Changing the Lynns: The Rebirth of "TWIN"

Changing the Lynns: The Rebirth of "TWIN"
Jerry & Terry Lynn Reunite to Paint a New Perspective 

                                          by D. Amari Jackson                                              

Three decades ago, on a cool, cloudy Sunday evening in the fall of 1993, identical twins Terry and Jerry Lynn walked into Gestine’s Gallery at 156 Beale Street in Memphis. There, the aspiring artists—both freshman and recipients of full art scholarships from the University of Memphis—showed their respective portfolios to three men who would help change their lives.

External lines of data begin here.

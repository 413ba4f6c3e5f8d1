/// `"H:MM"` / `"HH:MM"` to minutes since midnight. Surrounding whitespace is
/// allowed; hours are not range-checked.
pub fn parse_hhmm(value: &str) -> Option<u32> {
    let (hours, minutes) = value.trim().split_once(':')?;
    if hours.is_empty() || hours.len() > 2 || minutes.len() != 2 {
        return None;
    }
    if !hours.bytes().all(|b| b.is_ascii_digit()) || !minutes.bytes().all(|b| b.is_ascii_digit()) {
        return None;
    }
    Some(hours.parse::<u32>().ok()? * 60 + minutes.parse::<u32>().ok()?)
}

/// Minutes since midnight to `"HH:MM"`, wrapping past midnight.
pub fn format_hhmm(total: u32) -> String {
    format!("{:02}:{:02}", (total / 60) % 24, total % 60)
}

/// Movie runtime in minutes. Accepts `"2:15"`, `"2h 15m"`, `"2h"`, `"95m"`
/// and anything starting with a plain number of minutes (`"135"`,
/// `"135 min"`).
pub fn parse_duration(value: &str) -> Option<u32> {
    let s = value.trim();
    if s.is_empty() {
        return None;
    }

    if let Some((hours, minutes)) = s.split_once(':') {
        if (1..=2).contains(&hours.len())
            && minutes.len() == 2
            && hours.bytes().chain(minutes.bytes()).all(|b| b.is_ascii_digit())
        {
            return Some(hours.parse::<u32>().ok()? * 60 + minutes.parse::<u32>().ok()?);
        }
    }

    let lower = s.to_ascii_lowercase();
    let (hours, rest) = take_unit(&lower, 'h');
    let (minutes, rest) = take_unit(rest.trim_start(), 'm');
    if rest.is_empty() && (hours.is_some() || minutes.is_some()) {
        // Absurd runtimes count as unreadable.
        return hours.unwrap_or(0).checked_mul(60)?.checked_add(minutes.unwrap_or(0));
    }

    leading_number(s)
}

/// Consume `<digits><ws>*<unit>` from the front of `s`.
fn take_unit(s: &str, unit: char) -> (Option<u32>, &str) {
    let digits = s.bytes().take_while(u8::is_ascii_digit).count();
    if digits == 0 {
        return (None, s);
    }
    match s[digits..].trim_start().strip_prefix(unit) {
        Some(rest) => (s[..digits].parse().ok(), rest),
        None => (None, s),
    }
}

fn leading_number(s: &str) -> Option<u32> {
    let s = s.strip_prefix('+').unwrap_or(s);
    let digits = s.bytes().take_while(u8::is_ascii_digit).count();
    s[..digits].parse().ok()
}
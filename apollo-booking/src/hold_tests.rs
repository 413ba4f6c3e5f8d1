use std::collections::HashSet;
use std::sync::{Arc, Mutex};

use apollo_catalog::{PriceTable, PricingEngine};
use apollo_core::{Clock, FixedClock, GatewayError, GatewayResult, SeatHoldGateway};
use apollo_shared::{
    BlockSeatResponse, HoldEvent, ReleaseSeatResponse, ReleaseSeatsResponse, SeatCoord, TicketPriceRow,
};
use async_trait::async_trait;
use chrono::{Duration, TimeZone, Utc};

use crate::hold::{HoldError, HoldManager, HoldPhase, TickOutcome, ToggleOutcome, MAX_SEATS};
use crate::seat_map::SeatMap;

#[derive(Debug, Clone, PartialEq)]
pub(crate) enum Call {
    Block(SeatCoord),
    Release(SeatCoord),
    ReleaseMany(Vec<SeatCoord>),
    Blocked,
}

/// In-memory stand-in for the API's seat lock store.
pub(crate) struct FakeHoldGateway {
    clock: Arc<dyn Clock>,
    pub(crate) calls: Mutex<Vec<Call>>,
    held: Mutex<HashSet<SeatCoord>>,
    fail_block: Mutex<bool>,
    fail_bulk_release: Mutex<bool>,
    conflict_detail: Mutex<Option<String>>,
    hold_secs: i64,
}

impl FakeHoldGateway {
    pub(crate) fn new(clock: Arc<dyn Clock>) -> Self {
        Self {
            clock,
            calls: Mutex::new(Vec::new()),
            held: Mutex::new(HashSet::new()),
            fail_block: Mutex::new(false),
            fail_bulk_release: Mutex::new(false),
            conflict_detail: Mutex::new(Some("Seat already blocked".into())),
            hold_secs: 120,
        }
    }

    /// Someone else already holds this seat.
    pub(crate) fn hold_elsewhere(&self, seat: SeatCoord) {
        self.held.lock().unwrap().insert(seat);
    }

    pub(crate) fn fail_blocks(&self, fail: bool) {
        *self.fail_block.lock().unwrap() = fail;
    }

    pub(crate) fn fail_bulk_releases(&self, fail: bool) {
        *self.fail_bulk_release.lock().unwrap() = fail;
    }

    /// Body detail sent with 409 responses; `None` sends none.
    pub(crate) fn conflict_detail(&self, detail: Option<&str>) {
        *self.conflict_detail.lock().unwrap() = detail.map(str::to_string);
    }

    pub(crate) fn calls(&self) -> Vec<Call> {
        self.calls.lock().unwrap().clone()
    }

    pub(crate) fn count(&self, pred: impl Fn(&Call) -> bool) -> usize {
        self.calls.lock().unwrap().iter().filter(|c| pred(c)).count()
    }

    pub(crate) fn clear_calls(&self) {
        self.calls.lock().unwrap().clear();
    }
}

#[async_trait]
impl SeatHoldGateway for FakeHoldGateway {
    async fn block_seat(&self, _schedule_id: i64, seat: SeatCoord) -> GatewayResult<BlockSeatResponse> {
        self.calls.lock().unwrap().push(Call::Block(seat));
        if *self.fail_block.lock().unwrap() {
            return Err(GatewayError::Transport("connection reset".into()));
        }
        let mut held = self.held.lock().unwrap();
        if !held.insert(seat) {
            return Err(GatewayError::Api { status: 409, detail: self.conflict_detail.lock().unwrap().clone() });
        }
        let expires = self.clock.now() + Duration::seconds(self.hold_secs);
        Ok(BlockSeatResponse {
            status: "blocked".into(),
            expires: expires.naive_utc().format("%Y-%m-%d %H:%M:%S%.6f").to_string(),
        })
    }

    async fn release_seat(&self, _schedule_id: i64, seat: SeatCoord) -> GatewayResult<ReleaseSeatResponse> {
        self.calls.lock().unwrap().push(Call::Release(seat));
        if self.held.lock().unwrap().remove(&seat) {
            Ok(ReleaseSeatResponse { status: "released".into() })
        } else {
            Err(GatewayError::Api { status: 404, detail: Some("Seat not blocked".into()) })
        }
    }

    async fn release_seats(&self, _schedule_id: i64, seats: &[SeatCoord]) -> GatewayResult<ReleaseSeatsResponse> {
        self.calls.lock().unwrap().push(Call::ReleaseMany(seats.to_vec()));
        if *self.fail_bulk_release.lock().unwrap() {
            return Err(GatewayError::Api { status: 500, detail: None });
        }
        let mut held = self.held.lock().unwrap();
        let released = seats.iter().filter(|s| held.remove(s)).count() as u32;
        Ok(ReleaseSeatsResponse { released })
    }

    async fn blocked_seats(&self, _schedule_id: i64) -> GatewayResult<Vec<SeatCoord>> {
        self.calls.lock().unwrap().push(Call::Blocked);
        let mut seats: Vec<SeatCoord> = self.held.lock().unwrap().iter().copied().collect();
        seats.sort();
        Ok(seats)
    }
}

fn setup() -> (HoldManager, Arc<FakeHoldGateway>, Arc<FixedClock>) {
    let clock = Arc::new(FixedClock::new(Utc.with_ymd_and_hms(2025, 3, 15, 17, 0, 0).unwrap()));
    let gateway = Arc::new(FakeHoldGateway::new(clock.clone()));
    let manager = HoldManager::new(7, SeatMap::with_dimensions(5, 6, &[SeatCoord::new(4, 0)]), gateway.clone(), clock.clone());
    (manager, gateway, clock)
}

fn seat(r: u32, c: u32) -> SeatCoord {
    SeatCoord::new(r, c)
}

#[tokio::test]
async fn test_hold_sets_shared_deadline() {
    let (mut manager, gateway, clock) = setup();

    let outcome = manager.toggle_seat(0, 0).await.unwrap();
    let first = clock.now() + Duration::seconds(120);
    assert_eq!(outcome, ToggleOutcome::Held { expires_at: Some(first) });
    assert_eq!(manager.phase(), HoldPhase::Held);
    assert_eq!(manager.remaining(), Some(120));

    // A later hold restarts the single countdown for the whole selection.
    clock.advance(Duration::seconds(60));
    manager.toggle_seat(0, 1).await.unwrap();
    assert_eq!(manager.expires_at(), Some(first + Duration::seconds(60)));
    assert_eq!(manager.remaining(), Some(120));
    assert_eq!(manager.selected(), &[seat(0, 0), seat(0, 1)]);
    assert_eq!(gateway.count(|c| matches!(c, Call::Block(_))), 2);
}

#[tokio::test]
async fn test_limit_never_calls_or_mutates() {
    let (manager, gateway, _clock) = setup();
    let mut manager = manager.with_max_seats(2);
    let mut events = manager.subscribe();

    manager.toggle_seat(0, 0).await.unwrap();
    manager.toggle_seat(0, 1).await.unwrap();
    gateway.clear_calls();

    let err = manager.toggle_seat(0, 2).await.unwrap_err();
    assert!(matches!(err, HoldError::SeatLimit { max: 2 }));
    assert!(gateway.calls().is_empty());
    assert_eq!(manager.selected(), &[seat(0, 0), seat(0, 1)]);

    let mut saw_limit = false;
    while let Ok(event) = events.try_recv() {
        saw_limit |= matches!(event, HoldEvent::SeatLimitReached { max_seats: 2, .. });
    }
    assert!(saw_limit);
}

#[tokio::test]
async fn test_default_limit_is_ten() {
    let (mut manager, gateway, _clock) = setup();
    for c in 0..6 {
        manager.toggle_seat(0, c).await.unwrap();
    }
    for c in 0..4 {
        manager.toggle_seat(1, c).await.unwrap();
    }
    assert_eq!(manager.selected().len(), MAX_SEATS);

    gateway.clear_calls();
    assert!(manager.toggle_seat(2, 0).await.is_err());
    assert!(gateway.calls().is_empty());
    assert_eq!(manager.selected().len(), MAX_SEATS);
}

#[tokio::test]
async fn test_deselect_is_one_release_then_one_resync() {
    let (mut manager, gateway, _clock) = setup();
    manager.toggle_seat(2, 2).await.unwrap();
    gateway.clear_calls();

    let outcome = manager.toggle_seat(2, 2).await.unwrap();
    assert_eq!(outcome, ToggleOutcome::Released);
    assert_eq!(gateway.calls(), vec![Call::Release(seat(2, 2)), Call::Blocked]);
    assert!(manager.selected().is_empty());
    assert_eq!(manager.phase(), HoldPhase::Deselected);
    assert!(!manager.is_countdown_active());
}

#[tokio::test]
async fn test_deselect_resyncs_even_when_release_fails() {
    let (mut manager, gateway, _clock) = setup();
    gateway.fail_blocks(true);
    manager.toggle_seat(1, 1).await.unwrap();
    gateway.clear_calls();

    // The server never held it, so release answers 404.
    manager.toggle_seat(1, 1).await.unwrap();
    assert_eq!(gateway.calls(), vec![Call::Release(seat(1, 1)), Call::Blocked]);
}

#[tokio::test]
async fn test_unselectable_seats_are_a_no_op() {
    let (mut manager, gateway, _clock) = setup();
    gateway.hold_elsewhere(seat(3, 3));
    manager.refresh_blocked().await.unwrap();
    gateway.clear_calls();

    assert_eq!(manager.toggle_seat(3, 3).await.unwrap(), ToggleOutcome::NotSelectable);
    assert_eq!(manager.toggle_seat(4, 0).await.unwrap(), ToggleOutcome::NotSelectable);
    assert_eq!(manager.toggle_seat(40, 0).await.unwrap(), ToggleOutcome::NotSelectable);
    assert!(gateway.calls().is_empty());
    assert!(manager.selected().is_empty());
}

#[tokio::test]
async fn test_own_held_seat_stays_selectable() {
    let (mut manager, _gateway, _clock) = setup();
    manager.toggle_seat(0, 3).await.unwrap();
    manager.refresh_blocked().await.unwrap();

    assert!(!manager.seat_map().is_seat_available(0, 3));
    assert!(manager.is_selectable(seat(0, 3)));
    assert_eq!(manager.toggle_seat(0, 3).await.unwrap(), ToggleOutcome::Released);
}

#[tokio::test]
async fn test_failed_hold_keeps_selection_and_resyncs() {
    let (mut manager, gateway, _clock) = setup();
    gateway.fail_blocks(true);

    let outcome = manager.toggle_seat(1, 2).await.unwrap();
    assert!(matches!(outcome, ToggleOutcome::HoldFailed { .. }));
    assert_eq!(manager.selected(), &[seat(1, 2)]);
    assert_eq!(manager.phase(), HoldPhase::Selecting);
    assert_eq!(gateway.calls(), vec![Call::Block(seat(1, 2)), Call::Blocked]);
}

#[tokio::test]
async fn test_conflict_surfaces_server_detail() {
    let (mut manager, gateway, _clock) = setup();
    // Taken between our last refresh and the click.
    gateway.hold_elsewhere(seat(0, 5));

    let outcome = manager.toggle_seat(0, 5).await.unwrap();
    assert_eq!(outcome, ToggleOutcome::HoldFailed { reason: "Seat already blocked".into() });
    assert!(manager.seat_map().is_blocked(0, 5));
}

#[tokio::test]
async fn test_conflict_without_detail_says_seat_was_taken() {
    let (mut manager, gateway, _clock) = setup();
    gateway.hold_elsewhere(seat(1, 1));
    gateway.conflict_detail(None);

    let outcome = manager.toggle_seat(1, 1).await.unwrap();
    assert_eq!(
        outcome,
        ToggleOutcome::HoldFailed { reason: "Seat was just taken by another customer".into() }
    );

    gateway.fail_blocks(true);
    let outcome = manager.toggle_seat(0, 0).await.unwrap();
    assert_eq!(outcome, ToggleOutcome::HoldFailed { reason: "Seat could not be held".into() });
}

#[tokio::test]
async fn test_countdown_expiry_releases_everything_at_once() {
    let (mut manager, gateway, clock) = setup();
    manager.toggle_seat(0, 0).await.unwrap();
    manager.toggle_seat(0, 1).await.unwrap();
    manager.toggle_seat(3, 4).await.unwrap();
    gateway.clear_calls();

    clock.advance(Duration::seconds(119));
    assert_eq!(manager.tick().await, TickOutcome::Remaining(1));
    assert!(gateway.calls().is_empty());

    clock.advance(Duration::seconds(1));
    let outcome = manager.tick().await;
    let expected = vec![seat(0, 0), seat(0, 1), seat(3, 4)];
    assert_eq!(outcome, TickOutcome::Expired(expected.clone()));

    assert!(manager.selected().is_empty());
    assert!(manager.session_expired());
    assert_eq!(manager.phase(), HoldPhase::Expired);
    assert!(!manager.is_countdown_active());
    assert_eq!(gateway.calls(), vec![Call::ReleaseMany(expected), Call::Blocked]);

    // Countdown stopped.
    assert_eq!(manager.tick().await, TickOutcome::Inactive);
}

#[tokio::test]
async fn test_expiry_clears_selection_when_bulk_release_fails() {
    let (mut manager, gateway, clock) = setup();
    manager.toggle_seat(0, 0).await.unwrap();
    manager.toggle_seat(2, 3).await.unwrap();
    gateway.fail_bulk_releases(true);
    gateway.clear_calls();

    clock.advance(Duration::seconds(120));
    let expected = vec![seat(0, 0), seat(2, 3)];
    assert_eq!(manager.tick().await, TickOutcome::Expired(expected.clone()));

    assert!(manager.selected().is_empty());
    assert!(manager.session_expired());
    assert_eq!(manager.phase(), HoldPhase::Expired);
    assert_eq!(gateway.calls(), vec![Call::ReleaseMany(expected), Call::Blocked]);
    // Server still holds them until its own timeout.
    assert!(manager.seat_map().is_blocked(2, 3));
}

#[tokio::test]
async fn test_reselecting_after_expiry_starts_over() {
    let (mut manager, _gateway, clock) = setup();
    manager.toggle_seat(0, 0).await.unwrap();
    clock.advance(Duration::seconds(121));
    manager.tick().await;
    assert!(manager.session_expired());

    manager.toggle_seat(1, 0).await.unwrap();
    assert!(!manager.session_expired());
    assert_eq!(manager.phase(), HoldPhase::Held);
    assert_eq!(manager.remaining(), Some(120));
}

#[tokio::test]
async fn test_held_seat_shows_up_in_blocked_set() {
    let (mut manager, _gateway, _clock) = setup();
    manager.toggle_seat(2, 4).await.unwrap();
    manager.refresh_blocked().await.unwrap();
    assert!(manager.seat_map().blocked().contains(&seat(2, 4)));
}

#[tokio::test]
async fn test_refresh_failure_keeps_cache() {
    struct DownGateway;

    #[async_trait]
    impl SeatHoldGateway for DownGateway {
        async fn block_seat(&self, _: i64, _: SeatCoord) -> GatewayResult<BlockSeatResponse> {
            Err(GatewayError::Transport("down".into()))
        }
        async fn release_seat(&self, _: i64, _: SeatCoord) -> GatewayResult<ReleaseSeatResponse> {
            Err(GatewayError::Transport("down".into()))
        }
        async fn release_seats(&self, _: i64, _: &[SeatCoord]) -> GatewayResult<ReleaseSeatsResponse> {
            Err(GatewayError::Transport("down".into()))
        }
        async fn blocked_seats(&self, _: i64) -> GatewayResult<Vec<SeatCoord>> {
            Err(GatewayError::Transport("down".into()))
        }
    }

    let mut map = SeatMap::with_dimensions(2, 2, &[]);
    map.replace_blocked([seat(0, 0)]);
    let clock = Arc::new(FixedClock::new(Utc::now()));
    let mut manager = HoldManager::new(1, map, Arc::new(DownGateway), clock);

    assert!(manager.refresh_blocked().await.is_err());
    assert!(manager.seat_map().is_blocked(0, 0));

    // Failed hold: seat kept locally, no panic on the failed resync.
    let outcome = manager.toggle_seat(1, 1).await.unwrap();
    assert!(matches!(outcome, ToggleOutcome::HoldFailed { .. }));
    assert_eq!(manager.selected(), &[seat(1, 1)]);
}

fn engine() -> PricingEngine {
    PricingEngine::new(PriceTable::new(vec![
        TicketPriceRow { ticket_type: "normalny".into(), same_day: Some(25.0), ..Default::default() },
        TicketPriceRow { ticket_type: "ulgowy".into(), same_day: Some(18.0), ..Default::default() },
    ]))
}

#[tokio::test]
async fn test_checkout_and_payment() {
    let (mut manager, gateway, _clock) = setup();
    let engine = engine();
    let date = "2025-03-15".parse().unwrap();

    assert!(matches!(
        manager.begin_checkout(&engine, date, "20:00", "normalny"),
        Err(HoldError::EmptySelection)
    ));

    manager.toggle_seat(0, 0).await.unwrap();
    manager.toggle_seat(0, 1).await.unwrap();

    let cart = manager.begin_checkout(&engine, date, "20:00", "normalny").unwrap();
    assert_eq!(cart.total(), 50.0);
    assert_eq!(manager.phase(), HoldPhase::Paying);

    assert_eq!(manager.set_ticket_type(1, "ulgowy", &engine).unwrap(), 43.0);
    assert!(matches!(manager.toggle_seat(0, 2).await, Err(HoldError::InvalidPhase { .. })));

    gateway.clear_calls();
    let cart = manager.complete_payment().unwrap();
    assert_eq!(cart.items().len(), 2);
    assert_eq!(manager.phase(), HoldPhase::Idle);
    assert!(manager.selected().is_empty());
    assert!(!manager.is_countdown_active());
    assert!(gateway.calls().is_empty());
}

#[tokio::test]
async fn test_cancel_checkout_returns_to_held() {
    let (mut manager, _gateway, _clock) = setup();
    manager.toggle_seat(0, 0).await.unwrap();
    manager.begin_checkout(&engine(), "2025-03-15".parse().unwrap(), "20:00", "normalny").unwrap();
    manager.cancel_checkout();
    assert_eq!(manager.phase(), HoldPhase::Held);
    assert!(manager.cart().is_none());
    assert!(manager.complete_payment().is_err());
}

The first was cubist, blues-inspired artist, George Hunt, who, that same year, exploded on the national scene with his I Am A Man tribute to the sanitation worker’s strike, a now iconic piece hanging in the National Museum of Civil Rights. 

“George Hunt was preparing for a one man exhibition at the Museum of American Art in Boston,” recalls Jerry, of the late Gestine-managed signature artist who would become the twins’ mentor. “We also met Keith Golden who was publishing a print and helping Mr. Hunt with the logistics for that show” and  “were introduced to Willis Drinkard, the gallery owner, who was there as well. We ended up coming back the next week and establishing a gallery relationship with Mr. Drinkard.”

With Hunt’s guidance, the talented brothers launched their respective careers from the popular gallery on the world-renowned Beale Street, an historic destination for blues music and Black culture. 

“Just being around all these great influences from music to blues to jazz, and being in a gallery setting where they were showcasing African American artwork in a professional manner was really something that changed our world,” remembers Terry who, at the time, “didn’t know the difference between an art gallery and an art museum. I did art because I enjoyed doing it.”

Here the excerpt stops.